Soprattutto molti giovani di oggi non pensano che delle persone sono morte per garantire la libertà di altre, ma la verità è che ormai i giovani hanno dimenticato quegli ideali, non hanno niente per cui combattere, come i partigiani degli anni quaranta, e niente in cui credere veramente, solo televisione e cellulari.
Anche gran parte degli adulti preferisce rimanere a poltrire o guardare la partita piuttosto che andare a “sprecare” 3 ore per commemorare le persone morte che gli hanno permesso di vivere nell’agio di cui si gode ora.
Il 25 Aprile da festa nazionale di tutti gli italiani sta diventato la festa di poche persone e ciò non è affatto buono. Noi non dobbiamo dimenticare la nostra storia, il nostro passato e ciò che i nostri compatrioti, tra cui ragazzi e ragazze con qualche anno in più di noi, hanno in passato fatto per garantirci un futuro migliore.
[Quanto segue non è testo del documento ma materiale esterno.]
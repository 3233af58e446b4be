//! BrowserDriver - Abstract Browser Automation Trait
//!
//! Page objects never talk to an automation engine directly. Everything they
//! need (navigation, element queries, interactions, dialog events) goes
//! through [`BrowserDriver`], which has two implementations:
//!
//! ```text
//! ┌─────────────────────────────────────────────────────────────┐
//! │  BrowserDriver (async trait, object safe)                   │
//! ├─────────────────────────────────────────────────────────────┤
//! │  ┌──────────────────────┐     ┌──────────────────────────┐  │
//! │  │  CdpDriver           │     │  BankSimulator           │  │
//! │  │  (`browser` feature) │     │  (always available)      │  │
//! │  │  chromiumoxide / CDP │     │  in-process, offline     │  │
//! │  └──────────────────────┘     └──────────────────────────┘  │
//! └─────────────────────────────────────────────────────────────┘
//! ```
//!
//! Element operations take a [`Selector`] and resolve it on every call. When
//! several elements match, the first one in document order is used.

use crate::config::{BrowserEngine, SuiteConfig};
use crate::dialog::Dialog;
use crate::locator::{BoundingBox, Selector};
use crate::result::TellerResult;
use crate::wait::LoadState;
use async_trait::async_trait;
use serde::{Deserialize, Serialize};
use std::time::Duration;
use tokio::sync::broadcast;

/// PNG file signature
const PNG_MAGIC: [u8; 8] = [0x89, b'P', b'N', b'G', b'\r', b'\n', 0x1a, b'\n'];

/// Screenshot data
#[derive(Debug, Clone, Serialize, Deserialize)]
pub struct Screenshot {
    /// Raw PNG bytes
    pub data: Vec<u8>,
}

impl Screenshot {
    /// Create a new screenshot
    #[must_use]
    pub fn new(data: Vec<u8>) -> Self {
        Self { data }
    }

    /// Get size in bytes
    #[must_use]
    pub fn size_bytes(&self) -> usize {
        self.data.len()
    }

    /// Check if the data carries a PNG signature
    #[must_use]
    pub fn is_png(&self) -> bool {
        self.data.starts_with(&PNG_MAGIC)
    }
}

/// Launch configuration for a driver
#[derive(Debug, Clone, PartialEq, Eq)]
pub struct DriverConfig {
    /// Rendering engine
    pub engine: BrowserEngine,
    /// Run headless
    pub headless: bool,
    /// Viewport width
    pub viewport_width: u32,
    /// Viewport height
    pub viewport_height: u32,
    /// Path to the browser binary (None = auto-detect)
    pub chromium_path: Option<String>,
    /// Navigation timeout
    pub navigation_timeout: Duration,
    /// Upper bound for any single element operation
    pub action_timeout: Duration,
    /// Disable the sandbox (containers/CI)
    pub sandbox: bool,
}

impl Default for DriverConfig {
    fn default() -> Self {
        Self {
            engine: BrowserEngine::Chromium,
            headless: true,
            viewport_width: 1920,
            viewport_height: 1080,
            chromium_path: None,
            navigation_timeout: Duration::from_secs(50),
            action_timeout: Duration::from_secs(40),
            sandbox: true,
        }
    }
}

impl DriverConfig {
    /// Create a new driver config with defaults
    #[must_use]
    pub fn new() -> Self {
        Self::default()
    }

    /// Set headless mode
    #[must_use]
    pub const fn headless(mut self, headless: bool) -> Self {
        self.headless = headless;
        self
    }

    /// Set viewport size
    #[must_use]
    pub const fn viewport(mut self, width: u32, height: u32) -> Self {
        self.viewport_width = width;
        self.viewport_height = height;
        self
    }

    /// Set navigation timeout
    #[must_use]
    pub const fn navigation_timeout(mut self, timeout: Duration) -> Self {
        self.navigation_timeout = timeout;
        self
    }

    /// Disable the sandbox
    #[must_use]
    pub const fn no_sandbox(mut self) -> Self {
        self.sandbox = false;
        self
    }
}

impl From<&SuiteConfig> for DriverConfig {
    fn from(config: &SuiteConfig) -> Self {
        Self {
            engine: config.engine,
            headless: config.headless,
            viewport_width: config.viewport_width,
            viewport_height: config.viewport_height,
            chromium_path: config.chromium_path.clone(),
            navigation_timeout: config.navigation_timeout(),
            action_timeout: config.action_timeout(),
            sandbox: true,
        }
    }
}

/// The automation-engine capability set the framework depends on.
///
/// Absent elements are not errors for queries (`count`, `is_visible`,
/// `text_content`, `bounding_box`); interactions and element-property reads
/// on an absent element fail with [`crate::TellerError::LocatorResolution`].
#[async_trait]
pub trait BrowserDriver: Send + Sync {
    /// Engine this driver renders with
    fn engine(&self) -> BrowserEngine;

    /// Navigate to an absolute URL
    async fn navigate(&self, url: &str) -> TellerResult<()>;

    /// Current document URL
    async fn current_url(&self) -> TellerResult<String>;

    /// Whether the given load state currently holds
    async fn load_state_reached(&self, state: LoadState) -> TellerResult<bool>;

    /// Number of matching elements
    async fn count(&self, selector: &Selector) -> TellerResult<usize>;

    /// Whether the first match is rendered and visible
    async fn is_visible(&self, selector: &Selector) -> TellerResult<bool>;

    /// Raw text content of the first match
    async fn text_content(&self, selector: &Selector) -> TellerResult<Option<String>>;

    /// Raw text content of every match, in document order
    async fn all_text_contents(&self, selector: &Selector) -> TellerResult<Vec<String>>;

    /// Click the first match
    async fn click(&self, selector: &Selector) -> TellerResult<()>;

    /// Replace the value of the first matching input
    async fn fill(&self, selector: &Selector, value: &str) -> TellerResult<()>;

    /// Select the option with the given label in the first matching `<select>`
    async fn select_option(&self, selector: &Selector, label: &str) -> TellerResult<()>;

    /// Current value of the first matching form control
    async fn input_value(&self, selector: &Selector) -> TellerResult<String>;

    /// Native constraint-validation message of the first matching control
    async fn validation_message(&self, selector: &Selector) -> TellerResult<String>;

    /// Computed CSS property of the first match
    async fn computed_style(&self, selector: &Selector, property: &str) -> TellerResult<String>;

    /// Layout box of the first match, `None` when absent or not rendered
    async fn bounding_box(&self, selector: &Selector) -> TellerResult<Option<BoundingBox>>;

    /// Full-page PNG screenshot
    async fn screenshot(&self) -> TellerResult<Screenshot>;

    /// Subscribe to native dialog openings.
    ///
    /// Only dialogs opened after this call are delivered.
    fn subscribe_dialogs(&self) -> broadcast::Receiver<Dialog>;

    /// Accept the open dialog, answering a prompt with `prompt_text`
    async fn accept_dialog(&self, prompt_text: Option<String>) -> TellerResult<()>;

    /// Dismiss the open dialog
    async fn dismiss_dialog(&self) -> TellerResult<()>;

    /// Release the tab
    async fn close(&self) -> TellerResult<()>;
}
Per far si che vengano conservati dei sani principi tutto dipende da come noi riusciremo a conservare la nostra memoria storica.
Proprio per non dimenticare, la storia dei fratelli Cervi, vorrei citare la poesia scritta in loro onore da Gianni Rodari:
Sette fratelli come sette olmi,
alti robusti come una piantata.
I poeti non sanno i loro nomi,
si sono chiusi a doppia mandata :
sul loro cuore si ammucchia la polvere
e ci vanno i pulcini a razzolare.
I libri di scuola si tappano le orecchie.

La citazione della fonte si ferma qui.